Copy every line of the records that includes the word "TimingOverflow".

Segment Start: INPUT

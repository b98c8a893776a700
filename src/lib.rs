//! # routing-engine
//!
//! Versioned manufacturing routings for parts at sites.
//!
//! A routing is the ordered set of process steps a part follows at one site.
//! The engine answers one question consistently under concurrent edits:
//!
//! > Is this routing's structure valid, and may it change right now?
//!
//! ## Core Contract
//!
//! 1. Step numbers are unique within a routing at every observable point
//! 2. The dependency graph between steps is acyclic at all times
//! 3. Lifecycle state only moves along DRAFT → REVIEW → RELEASED → PRODUCTION → OBSOLETE
//!    (plus reject REVIEW → DRAFT), and structure is frozen outside DRAFT
//! 4. No error path leaves partial state behind
//!
//! ## Architecture
//!
//! ```text
//! RoutingComposer ─┐
//! LifecycleManager ┼→ mutate (load → validate → commit@revision) → RoutingStore (Memory or Postgres)
//! StepSequencer ───┘            ↓
//!                        DependencyGraph (cycle check, forward pass)
//! ```
//!
//! ## Determinism Guarantees
//!
//! - Steps are ordered by step number, edges canonically by (predecessor, successor)
//! - Topological ties break by step number
//! - Structure fingerprints ignore row identities

#![warn(missing_docs)]
#![warn(clippy::all)]

pub mod types;
pub mod error;
pub mod identifiers;
pub mod graph;
pub mod timing;
pub mod canonical;
pub mod store;
pub mod collaborators;
pub mod config;
pub mod telemetry;
pub mod lifecycle;
pub mod sequencer;
pub mod composer;
pub mod engine;

mod mutation;

// Re-exports
pub use types::{
    ApprovalRecord, AvailabilityId, AvailabilityPatch, ConstraintKind, DependencyId,
    DependencyType, LifecycleState, NewAvailability, NewDependency, NewRouting, NewStep, PartId,
    PartSiteAvailability, ProcessSegmentId, Routing, RoutingAggregate, RoutingId, RoutingPatch,
    RoutingStep, RoutingTiming, SegmentTiming, SiteId, StepDependency, StepFlags, StepId,
    StepPatch, StepSchedule, TimingConstraint, TimingOverride, MAX_TIMING_SECS,
};
pub use error::{ErrorKind, RoutingError, RoutingResult};
pub use identifiers::{
    compare_versions, generate_routing_number, increment_version, parse_version, validate_site_code,
    RoutingNumberFormat, INITIAL_VERSION,
};
pub use graph::{DependencyGraph, ForwardPass};
pub use canonical::{canonical_hash, canonical_hash_hex, structure_fingerprint, to_canonical_bytes};
pub use store::{InMemoryRoutingStore, RoutingChangeSet, RoutingDraft, RoutingStore, StoreError};
#[cfg(feature = "postgres")]
pub use store::{PostgresConfig, PostgresRoutingStore, ROUTING_SCHEMA};
pub use collaborators::{
    ProcessSegmentCatalog, StaticSegmentCatalog, StaticWorkOrders, WorkOrderGateway,
};
pub use config::EngineConfig;
pub use telemetry::{init_tracing, LogFormat};
pub use lifecycle::{LifecycleAction, RoutingLifecycleManager};
pub use sequencer::{StepRemoval, StepSequencer};
pub use composer::{
    CopyOptions, CopyOutcome, CopyWarning, RoutingComposer, ValidationIssue, ValidationReport,
};
pub use engine::{InMemoryRoutingEngine, RoutingEngine};

/// Schema version of the routing data model.
/// Increment on breaking changes to any persisted type.
pub const ROUTING_SCHEMA_VERSION: &str = "1.0.0";
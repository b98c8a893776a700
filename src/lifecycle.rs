//! Routing lifecycle manager.
//!
//! Enforces the lifecycle state machine, metadata edit windows, the primary
//! route rule and deletion guarding. Every transition is a read-validate-
//! commit against the routing's revision, so two concurrent approvals cannot
//! both succeed: the second one replans against RELEASED and fails.
//!
//! ## Transitions
//!
//! | Action | From | To | Side effect |
//! |--------|------|----|-------------|
//! | submit | DRAFT | REVIEW | |
//! | approve | REVIEW | RELEASED | records approver, time, notes, structure fingerprint |
//! | reject | REVIEW | DRAFT | records reviewer notes |
//! | activate | RELEASED | PRODUCTION | |
//! | obsolete | PRODUCTION | OBSOLETE | clears the primary flag |

use std::collections::BTreeSet;
use std::sync::Arc;

use chrono::Utc;

use crate::canonical::structure_fingerprint;
use crate::collaborators::WorkOrderGateway;
use crate::config::EngineConfig;
use crate::error::{RoutingError, RoutingResult};
use crate::identifiers::{parse_version, validate_site_code, INITIAL_VERSION};
use crate::mutation::mutate_routing;
use crate::store::{RoutingChangeSet, RoutingDraft, RoutingStore, StoreError};
use crate::types::{
    ApprovalRecord, LifecycleState, NewRouting, Routing, RoutingAggregate, RoutingId, RoutingPatch,
};

/// A requested lifecycle transition.
#[derive(Debug, Clone, PartialEq, Eq)]
pub enum LifecycleAction {
    /// DRAFT -> REVIEW.
    Submit,
    /// REVIEW -> RELEASED.
    Approve {
        /// Approver identity.
        approved_by: String,
        /// Approval notes.
        notes: Option<String>,
    },
    /// REVIEW -> DRAFT.
    Reject {
        /// Reviewer notes explaining the rejection.
        notes: Option<String>,
    },
    /// RELEASED -> PRODUCTION.
    Activate,
    /// PRODUCTION -> OBSOLETE.
    Obsolete,
}

impl LifecycleAction {
    /// State the action moves a routing into.
    pub fn target(&self) -> LifecycleState {
        match self {
            Self::Submit => LifecycleState::Review,
            Self::Approve { .. } => LifecycleState::Released,
            Self::Reject { .. } => LifecycleState::Draft,
            Self::Activate => LifecycleState::Production,
            Self::Obsolete => LifecycleState::Obsolete,
        }
    }

    /// Action name for logs.
    pub fn name(&self) -> &'static str {
        match self {
            Self::Submit => "submit",
            Self::Approve { .. } => "approve",
            Self::Reject { .. } => "reject",
            Self::Activate => "activate",
            Self::Obsolete => "obsolete",
        }
    }

    /// Routing row after applying the action, or the transition error.
    fn apply(&self, aggregate: &RoutingAggregate) -> RoutingResult<Routing> {
        let current = &aggregate.routing;
        let target = self.target();
        if !current.state.can_transition_to(target) {
            return Err(RoutingError::InvalidLifecycleTransition {
                routing: current.id,
                from: current.state,
                to: target,
            });
        }

        let mut next = current.clone();
        next.state = target;
        match self {
            Self::Approve { approved_by, notes } => {
                next.approval = Some(ApprovalRecord {
                    approved_by: approved_by.clone(),
                    approved_at: Utc::now(),
                    notes: notes.clone(),
                    structure_fingerprint: structure_fingerprint(aggregate),
                });
            }
            Self::Reject { notes } => {
                next.review_notes = notes.clone();
            }
            Self::Obsolete => {
                next.is_primary_route = false;
            }
            Self::Submit | Self::Activate => {}
        }
        Ok(next)
    }
}

/// Lifecycle manager over a routing store and the work-order collaborator.
pub struct RoutingLifecycleManager<S, W> {
    store: Arc<S>,
    work_orders: Arc<W>,
    config: EngineConfig,
}

impl<S, W> Clone for RoutingLifecycleManager<S, W> {
    fn clone(&self) -> Self {
        Self {
            store: Arc::clone(&self.store),
            work_orders: Arc::clone(&self.work_orders),
            config: self.config.clone(),
        }
    }
}

impl<S: RoutingStore, W: WorkOrderGateway> RoutingLifecycleManager<S, W> {
    /// Create a manager.
    pub fn new(store: Arc<S>, work_orders: Arc<W>, config: EngineConfig) -> Self {
        Self {
            store,
            work_orders,
            config,
        }
    }

    /// Create a routing in DRAFT with a store-assigned routing number.
    ///
    /// The version defaults to "1.0" and must be dotted numeric. The site
    /// code must be non-empty and free of `-`.
    pub async fn create_routing(&self, input: NewRouting) -> RoutingResult<Routing> {
        validate_site_code(&input.site)?;
        let version = input.version.unwrap_or_else(|| INITIAL_VERSION.to_string());
        parse_version(&version)?;

        let now = Utc::now();
        let routing = Routing {
            id: RoutingId::generate(),
            routing_number: String::new(),
            part: input.part,
            site: input.site,
            version,
            state: LifecycleState::Draft,
            description: input.description,
            is_primary_route: false,
            approval: None,
            review_notes: None,
            effective_from: input.effective_from,
            effective_to: input.effective_to,
            derived_from: None,
            revision: 0,
            created_at: now,
            updated_at: now,
        };

        let created = self.store.insert_routing(RoutingDraft::empty(routing)).await?;
        tracing::info!(
            routing_id = %created.id,
            routing_number = %created.routing_number,
            part = %created.part,
            site = %created.site,
            version = %created.version,
            "Routing created"
        );
        Ok(created)
    }

    /// Fetch a routing.
    pub async fn get_routing(&self, id: &RoutingId) -> RoutingResult<Routing> {
        self.store
            .get_routing(id)
            .await?
            .ok_or(RoutingError::RoutingNotFound(*id))
    }

    /// Change description or effective dates; DRAFT and REVIEW only.
    pub async fn update_routing(&self, id: &RoutingId, patch: RoutingPatch) -> RoutingResult<Routing> {
        let (updated, ()) = mutate_routing(&*self.store, *id, self.config.max_commit_retries, |agg| {
            let current = &agg.routing;
            if !current.state.allows_metadata_edits() {
                return Err(RoutingError::MetadataLocked {
                    routing: current.id,
                    state: current.state,
                });
            }
            let mut next = current.clone();
            if let Some(description) = &patch.description {
                next.description = description.clone();
            }
            if let Some(from) = patch.effective_from {
                next.effective_from = from;
            }
            if let Some(to) = patch.effective_to {
                next.effective_to = to;
            }
            Ok((RoutingChangeSet::for_aggregate(agg).with_routing(next), ()))
        })
        .await?;

        tracing::info!(routing_id = %updated.id, revision = updated.revision, "Routing metadata updated");
        Ok(updated)
    }

    /// Apply a lifecycle action atomically.
    pub async fn transition(&self, id: &RoutingId, action: LifecycleAction) -> RoutingResult<Routing> {
        if let LifecycleAction::Approve { approved_by, .. } = &action {
            if approved_by.trim().is_empty() {
                return Err(RoutingError::MissingApprover { routing: *id });
            }
        }

        let result = mutate_routing(&*self.store, *id, self.config.max_commit_retries, |agg| {
            let next = action.apply(agg)?;
            let from = agg.routing.state;
            Ok((RoutingChangeSet::for_aggregate(agg).with_routing(next), from))
        })
        .await;

        match result {
            Ok((routing, from)) => {
                tracing::info!(
                    routing_id = %routing.id,
                    routing_number = %routing.routing_number,
                    action = action.name(),
                    from = %from,
                    to = %routing.state,
                    "Lifecycle transition"
                );
                Ok(routing)
            }
            Err(err) => {
                if let RoutingError::InvalidLifecycleTransition { from, to, .. } = &err {
                    tracing::warn!(
                        routing_id = %id,
                        action = action.name(),
                        from = %from,
                        to = %to,
                        "Lifecycle transition rejected"
                    );
                }
                Err(err)
            }
        }
    }

    /// DRAFT -> REVIEW.
    pub async fn submit(&self, id: &RoutingId) -> RoutingResult<Routing> {
        self.transition(id, LifecycleAction::Submit).await
    }

    /// REVIEW -> RELEASED, recording approver identity and time.
    pub async fn approve(
        &self,
        id: &RoutingId,
        approved_by: impl Into<String>,
        notes: Option<String>,
    ) -> RoutingResult<Routing> {
        self.transition(
            id,
            LifecycleAction::Approve {
                approved_by: approved_by.into(),
                notes,
            },
        )
        .await
    }

    /// REVIEW -> DRAFT, recording reviewer notes.
    pub async fn reject(&self, id: &RoutingId, notes: Option<String>) -> RoutingResult<Routing> {
        self.transition(id, LifecycleAction::Reject { notes }).await
    }

    /// RELEASED -> PRODUCTION.
    pub async fn activate(&self, id: &RoutingId) -> RoutingResult<Routing> {
        self.transition(id, LifecycleAction::Activate).await
    }

    /// PRODUCTION -> OBSOLETE.
    pub async fn obsolete(&self, id: &RoutingId) -> RoutingResult<Routing> {
        self.transition(id, LifecycleAction::Obsolete).await
    }

    /// Make a PRODUCTION routing the primary route of its (part, site),
    /// demoting the previous primary in the same commit.
    pub async fn set_primary_route(&self, id: &RoutingId) -> RoutingResult<Routing> {
        let (routing, ()) = mutate_routing(&*self.store, *id, self.config.max_commit_retries, |agg| {
            let current = &agg.routing;
            if current.state != LifecycleState::Production {
                return Err(RoutingError::PrimaryRouteNotAllowed {
                    routing: current.id,
                    state: current.state,
                });
            }
            let mut next = current.clone();
            next.is_primary_route = true;
            let mut changes = RoutingChangeSet::for_aggregate(agg).with_routing(next);
            changes.demote_other_primaries = true;
            Ok((changes, ()))
        })
        .await?;

        tracing::info!(
            routing_id = %routing.id,
            part = %routing.part,
            site = %routing.site,
            "Primary route set"
        );
        Ok(routing)
    }

    /// Delete a routing with its steps and dependencies.
    ///
    /// Refused with `RoutingInUse` while the work-order collaborator reports
    /// active work orders for it.
    pub async fn delete_routing(&self, id: &RoutingId) -> RoutingResult<()> {
        let mut attempts = 0u32;
        loop {
            attempts += 1;
            let routing = self.get_routing(id).await?;
            let active = self
                .work_orders
                .count_active_work_orders_using_routing(id)
                .await
                .map_err(RoutingError::from_collaborator)?;
            if active > 0 {
                tracing::warn!(
                    routing_id = %id,
                    active_work_orders = active,
                    "Deletion refused, routing in use"
                );
                return Err(RoutingError::RoutingInUse {
                    routing: *id,
                    active_work_orders: active,
                });
            }

            match self.store.delete_routing(id, routing.revision).await {
                Ok(()) => {
                    tracing::info!(
                        routing_id = %id,
                        routing_number = %routing.routing_number,
                        "Routing deleted"
                    );
                    return Ok(());
                }
                Err(StoreError::RevisionConflict { .. }) if attempts <= self.config.max_commit_retries => {
                    tracing::debug!(routing_id = %id, attempt = attempts, "Revision conflict, retrying delete");
                }
                Err(StoreError::RevisionConflict { .. }) => {
                    return Err(RoutingError::ConcurrentModification {
                        routing: *id,
                        attempts,
                    });
                }
                Err(err) => return Err(err.into()),
            }
        }
    }

    /// The routing followed by the routings it was copied from, newest first.
    ///
    /// Stops at the first ancestor that no longer exists.
    pub async fn version_history(&self, id: &RoutingId) -> RoutingResult<Vec<Routing>> {
        let mut history = vec![self.get_routing(id).await?];
        let mut seen: BTreeSet<RoutingId> = BTreeSet::from([*id]);

        while let Some(parent) = history.last().and_then(|r| r.derived_from) {
            if !seen.insert(parent) {
                break;
            }
            match self.store.get_routing(&parent).await? {
                Some(routing) => history.push(routing),
                None => break,
            }
        }
        Ok(history)
    }
}
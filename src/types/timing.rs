//! Timing values produced by the dependency graph engine.

use serde::{Deserialize, Serialize};
use std::collections::BTreeMap;

use super::ids::StepId;

/// Setup, cycle and teardown seconds for one step or process segment.
#[derive(Debug, Clone, Copy, Default, PartialEq, Eq, Hash, Serialize, Deserialize)]
pub struct SegmentTiming {
    /// Setup seconds.
    pub setup_secs: u64,
    /// Cycle seconds.
    pub cycle_secs: u64,
    /// Teardown seconds.
    pub teardown_secs: u64,
}

impl SegmentTiming {
    /// Create a timing triple.
    pub fn new(setup_secs: u64, cycle_secs: u64, teardown_secs: u64) -> Self {
        Self {
            setup_secs,
            cycle_secs,
            teardown_secs,
        }
    }

    /// Setup + cycle + teardown, saturating at `u64::MAX`.
    pub fn total(&self) -> u64 {
        self.setup_secs
            .saturating_add(self.cycle_secs)
            .saturating_add(self.teardown_secs)
    }

    /// Setup + cycle + teardown, `None` on overflow.
    pub fn checked_total(&self) -> Option<u64> {
        self.setup_secs
            .checked_add(self.cycle_secs)?
            .checked_add(self.teardown_secs)
    }
}

/// Earliest start/finish of a step from the forward pass.
#[derive(Debug, Clone, Copy, PartialEq, Eq, Serialize, Deserialize)]
pub struct StepSchedule {
    /// Effective timing used for the step.
    pub timing: SegmentTiming,
    /// Earliest start offset in seconds.
    pub earliest_start: u64,
    /// Earliest finish offset in seconds.
    pub earliest_finish: u64,
}

/// Aggregate timing of a routing.
#[derive(Debug, Clone, Default, PartialEq, Eq, Serialize, Deserialize)]
pub struct RoutingTiming {
    /// Sum of effective setup times.
    pub total_setup_secs: u64,
    /// Sum of effective cycle times.
    pub total_cycle_secs: u64,
    /// Sum of effective teardown times.
    pub total_teardown_secs: u64,
    /// Sum of every step's setup + cycle + teardown.
    pub total_secs: u64,
    /// Length of the longest timing-weighted path through the dependency DAG.
    pub critical_path_secs: u64,
    /// Steps on the critical path, first to last.
    pub critical_path: Vec<StepId>,
    /// Forward-pass schedule per step.
    pub schedule: BTreeMap<StepId, StepSchedule>,
}
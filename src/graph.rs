//! Dependency graph engine.
//!
//! A routing's steps and precedence edges are loaded into an explicit
//! adjacency structure, keyed by step id, for cycle checks and critical-path
//! computation. Routings hold tens of steps, so every check is a plain
//! O(V + E) traversal over the in-memory graph.
//!
//! ## Cycle check
//!
//! Before inserting `predecessor -> successor`, a breadth-first search starts
//! at `successor` and follows existing outgoing edges. If `predecessor` is
//! reachable the edge would close a cycle and is rejected, reporting the
//! existing path that the new edge would close.
//!
//! ## Critical path
//!
//! A forward pass in topological order computes each step's earliest start
//! and finish. Finish-to-start edges make the successor wait for the
//! predecessor's finish; the other precedence types are honoured as
//!
//! | Type | Constraint |
//! |------|------------|
//! | FS | `start(s) >= finish(p)` |
//! | SS | `start(s) >= start(p)` |
//! | FF | `finish(s) >= finish(p)` |
//! | SF | `finish(s) >= start(p)` |
//!
//! with starts clamped at zero. Steps without incoming edges start at zero,
//! i.e. unconnected steps are treated as parallel. The critical path length
//! is the maximum earliest finish.

use std::collections::{BTreeMap, BTreeSet, VecDeque};

use crate::error::{RoutingError, RoutingResult};
use crate::types::{DependencyType, RoutingAggregate, SegmentTiming, StepId, StepSchedule};

/// Result of the forward pass.
#[derive(Debug, Clone, Default, PartialEq, Eq)]
pub struct ForwardPass {
    /// Earliest start/finish per step.
    pub schedule: BTreeMap<StepId, StepSchedule>,
    /// Steps on the critical path, first to last.
    pub critical_path: Vec<StepId>,
    /// Maximum earliest finish.
    pub critical_path_secs: u64,
}

/// Adjacency structure for one routing's steps.
#[derive(Debug, Clone, Default)]
pub struct DependencyGraph {
    /// Step -> insertion rank, used to break ties deterministically.
    ranks: BTreeMap<StepId, usize>,
    /// Predecessor -> (successor -> type).
    successors: BTreeMap<StepId, BTreeMap<StepId, DependencyType>>,
    /// Successor -> (predecessor -> type).
    predecessors: BTreeMap<StepId, BTreeMap<StepId, DependencyType>>,
}

impl DependencyGraph {
    /// Create an empty graph.
    pub fn new() -> Self {
        Self::default()
    }

    /// Load a routing's steps (in step-number order) and edges.
    ///
    /// Edges are taken as stored; stored graphs are acyclic because every
    /// insertion went through [`DependencyGraph::check_edge`].
    pub fn from_aggregate(aggregate: &RoutingAggregate) -> Self {
        let mut steps: Vec<_> = aggregate.steps.iter().collect();
        steps.sort_by_key(|s| s.step_number);

        let mut graph = Self::new();
        for step in steps {
            graph.add_step(step.id);
        }
        for dep in &aggregate.dependencies {
            graph.insert_edge_unchecked(dep.predecessor, dep.successor, dep.dependency_type);
        }
        graph
    }

    /// Number of steps.
    pub fn len(&self) -> usize {
        self.ranks.len()
    }

    /// True when the graph has no steps.
    pub fn is_empty(&self) -> bool {
        self.ranks.is_empty()
    }

    /// Number of edges.
    pub fn edge_count(&self) -> usize {
        self.successors.values().map(|m| m.len()).sum()
    }

    /// Whether `step` is part of the graph.
    pub fn contains(&self, step: &StepId) -> bool {
        self.ranks.contains_key(step)
    }

    /// Add a step. Re-adding an existing step is a no-op.
    pub fn add_step(&mut self, step: StepId) {
        let next = self.ranks.len();
        self.ranks.entry(step).or_insert(next);
    }

    /// Remove a step and every edge touching it.
    pub fn remove_step(&mut self, step: &StepId) {
        self.ranks.remove(step);
        if let Some(succs) = self.successors.remove(step) {
            for succ in succs.keys() {
                if let Some(preds) = self.predecessors.get_mut(succ) {
                    preds.remove(step);
                }
            }
        }
        if let Some(preds) = self.predecessors.remove(step) {
            for pred in preds.keys() {
                if let Some(succs) = self.successors.get_mut(pred) {
                    succs.remove(step);
                }
            }
        }
    }

    /// Whether an edge `predecessor -> successor` exists.
    pub fn has_edge(&self, predecessor: &StepId, successor: &StepId) -> bool {
        self.successors
            .get(predecessor)
            .map(|m| m.contains_key(successor))
            .unwrap_or(false)
    }

    /// Direct successors of `step`.
    pub fn successors_of(&self, step: &StepId) -> impl Iterator<Item = &StepId> {
        self.successors.get(step).into_iter().flat_map(|m| m.keys())
    }

    /// Direct predecessors of `step`.
    pub fn predecessors_of(&self, step: &StepId) -> impl Iterator<Item = &StepId> {
        self.predecessors.get(step).into_iter().flat_map(|m| m.keys())
    }

    /// Shortest existing path `from -> ... -> to` following outgoing edges.
    pub fn path_between(&self, from: &StepId, to: &StepId) -> Option<Vec<StepId>> {
        if from == to {
            return Some(vec![*from]);
        }

        let mut parent: BTreeMap<StepId, StepId> = BTreeMap::new();
        let mut visited: BTreeSet<StepId> = BTreeSet::new();
        let mut queue: VecDeque<StepId> = VecDeque::new();
        visited.insert(*from);
        queue.push_back(*from);

        while let Some(current) = queue.pop_front() {
            for next in self.successors_of(&current) {
                if !visited.insert(*next) {
                    continue;
                }
                parent.insert(*next, current);
                if next == to {
                    let mut path = vec![*to];
                    let mut cursor = *to;
                    while let Some(p) = parent.get(&cursor) {
                        path.push(*p);
                        cursor = *p;
                    }
                    path.reverse();
                    return Some(path);
                }
                queue.push_back(*next);
            }
        }
        None
    }

    /// Whether inserting `predecessor -> successor` would close a cycle.
    pub fn would_introduce_cycle(&self, predecessor: &StepId, successor: &StepId) -> bool {
        predecessor == successor || self.path_between(successor, predecessor).is_some()
    }

    /// Validate a prospective edge without inserting it.
    pub fn check_edge(&self, predecessor: &StepId, successor: &StepId) -> RoutingResult<()> {
        if predecessor == successor {
            return Err(RoutingError::SelfDependency { step: *predecessor });
        }
        if !self.contains(predecessor) {
            return Err(RoutingError::StepNotFound(*predecessor));
        }
        if !self.contains(successor) {
            return Err(RoutingError::StepNotFound(*successor));
        }
        if self.has_edge(predecessor, successor) {
            return Err(RoutingError::DuplicateDependency {
                predecessor: *predecessor,
                successor: *successor,
            });
        }
        if let Some(cycle) = self.path_between(successor, predecessor) {
            return Err(RoutingError::CircularDependency {
                predecessor: *predecessor,
                successor: *successor,
                cycle,
            });
        }
        Ok(())
    }

    /// Validate and insert an edge.
    pub fn add_edge(
        &mut self,
        predecessor: StepId,
        successor: StepId,
        dependency_type: DependencyType,
    ) -> RoutingResult<()> {
        self.check_edge(&predecessor, &successor)?;
        self.insert_edge_unchecked(predecessor, successor, dependency_type);
        Ok(())
    }

    /// Remove an edge. Removing edges never introduces a cycle.
    pub fn remove_edge(&mut self, predecessor: &StepId, successor: &StepId) -> bool {
        let removed = self
            .successors
            .get_mut(predecessor)
            .and_then(|m| m.remove(successor))
            .is_some();
        if let Some(preds) = self.predecessors.get_mut(successor) {
            preds.remove(predecessor);
        }
        removed
    }

    fn insert_edge_unchecked(
        &mut self,
        predecessor: StepId,
        successor: StepId,
        dependency_type: DependencyType,
    ) {
        self.successors
            .entry(predecessor)
            .or_default()
            .insert(successor, dependency_type);
        self.predecessors
            .entry(successor)
            .or_default()
            .insert(predecessor, dependency_type);
    }

    /// Kahn's algorithm; ties resolved by insertion rank.
    ///
    /// Returns `None` if the graph contains a cycle.
    pub fn topological_order(&self) -> Option<Vec<StepId>> {
        let mut in_degree: BTreeMap<StepId, usize> = self
            .ranks
            .keys()
            .map(|id| (*id, self.predecessors_of(id).count()))
            .collect();

        let mut ready: BTreeSet<(usize, StepId)> = in_degree
            .iter()
            .filter(|(_, d)| **d == 0)
            .map(|(id, _)| (self.ranks[id], *id))
            .collect();

        let mut order = Vec::with_capacity(self.ranks.len());
        while let Some(entry) = ready.iter().next().copied() {
            ready.remove(&entry);
            let (_, step) = entry;
            order.push(step);
            for succ in self.successors_of(&step) {
                if let Some(d) = in_degree.get_mut(succ) {
                    *d -= 1;
                    if *d == 0 {
                        ready.insert((self.ranks[succ], *succ));
                    }
                }
            }
        }

        (order.len() == self.ranks.len()).then_some(order)
    }

    /// True when no cycle exists.
    pub fn is_acyclic(&self) -> bool {
        self.topological_order().is_some()
    }

    /// Earliest-start forward pass over the DAG.
    ///
    /// Steps missing from `timings` count as zero duration. Fails with
    /// `TimingOverflow` when a finish time does not fit in `u64`.
    pub fn forward_pass(&self, timings: &BTreeMap<StepId, SegmentTiming>) -> RoutingResult<ForwardPass> {
        let order = self.topological_order().ok_or_else(|| {
            RoutingError::Store("stored dependency graph contains a cycle".to_string())
        })?;

        let mut schedule: BTreeMap<StepId, StepSchedule> = BTreeMap::new();
        let mut driver: BTreeMap<StepId, StepId> = BTreeMap::new();

        for step in &order {
            let timing = timings.get(step).copied().unwrap_or_default();
            let overflow = || RoutingError::TimingOverflow { step: *step };
            let duration = timing.checked_total().ok_or_else(overflow)?;

            let mut start = 0u64;
            let mut driving: Option<StepId> = None;
            if let Some(preds) = self.predecessors.get(step) {
                for (pred, dependency_type) in preds {
                    let Some(p) = schedule.get(pred) else { continue };
                    let candidate = match dependency_type {
                        DependencyType::FinishToStart => p.earliest_finish,
                        DependencyType::StartToStart => p.earliest_start,
                        DependencyType::FinishToFinish => p.earliest_finish.saturating_sub(duration),
                        DependencyType::StartToFinish => p.earliest_start.saturating_sub(duration),
                    };
                    if driving.is_none() || candidate > start {
                        start = candidate;
                        driving = Some(*pred);
                    }
                }
            }
            if let Some(pred) = driving {
                driver.insert(*step, pred);
            }
            schedule.insert(
                *step,
                StepSchedule {
                    timing,
                    earliest_start: start,
                    earliest_finish: start.checked_add(duration).ok_or_else(overflow)?,
                },
            );
        }

        // Latest finish wins; ties go to the step earliest in topological order.
        let mut end: Option<(StepId, u64)> = None;
        for step in &order {
            let finish = schedule[step].earliest_finish;
            if end.map_or(true, |(_, best)| finish > best) {
                end = Some((*step, finish));
            }
        }

        let Some((last, critical_path_secs)) = end else {
            return Ok(ForwardPass::default());
        };

        let mut critical_path = vec![last];
        let mut cursor = last;
        while let Some(prev) = driver.get(&cursor) {
            critical_path.push(*prev);
            cursor = *prev;
        }
        critical_path.reverse();

        Ok(ForwardPass {
            schedule,
            critical_path,
            critical_path_secs,
        })
    }
}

Segment End: INPUT

EXERCISE SOLUTION »
    /// `TimingOverflow` when a finish time does not fit in `u64`.
            let overflow = || RoutingError::TimingOverflow { step: *step };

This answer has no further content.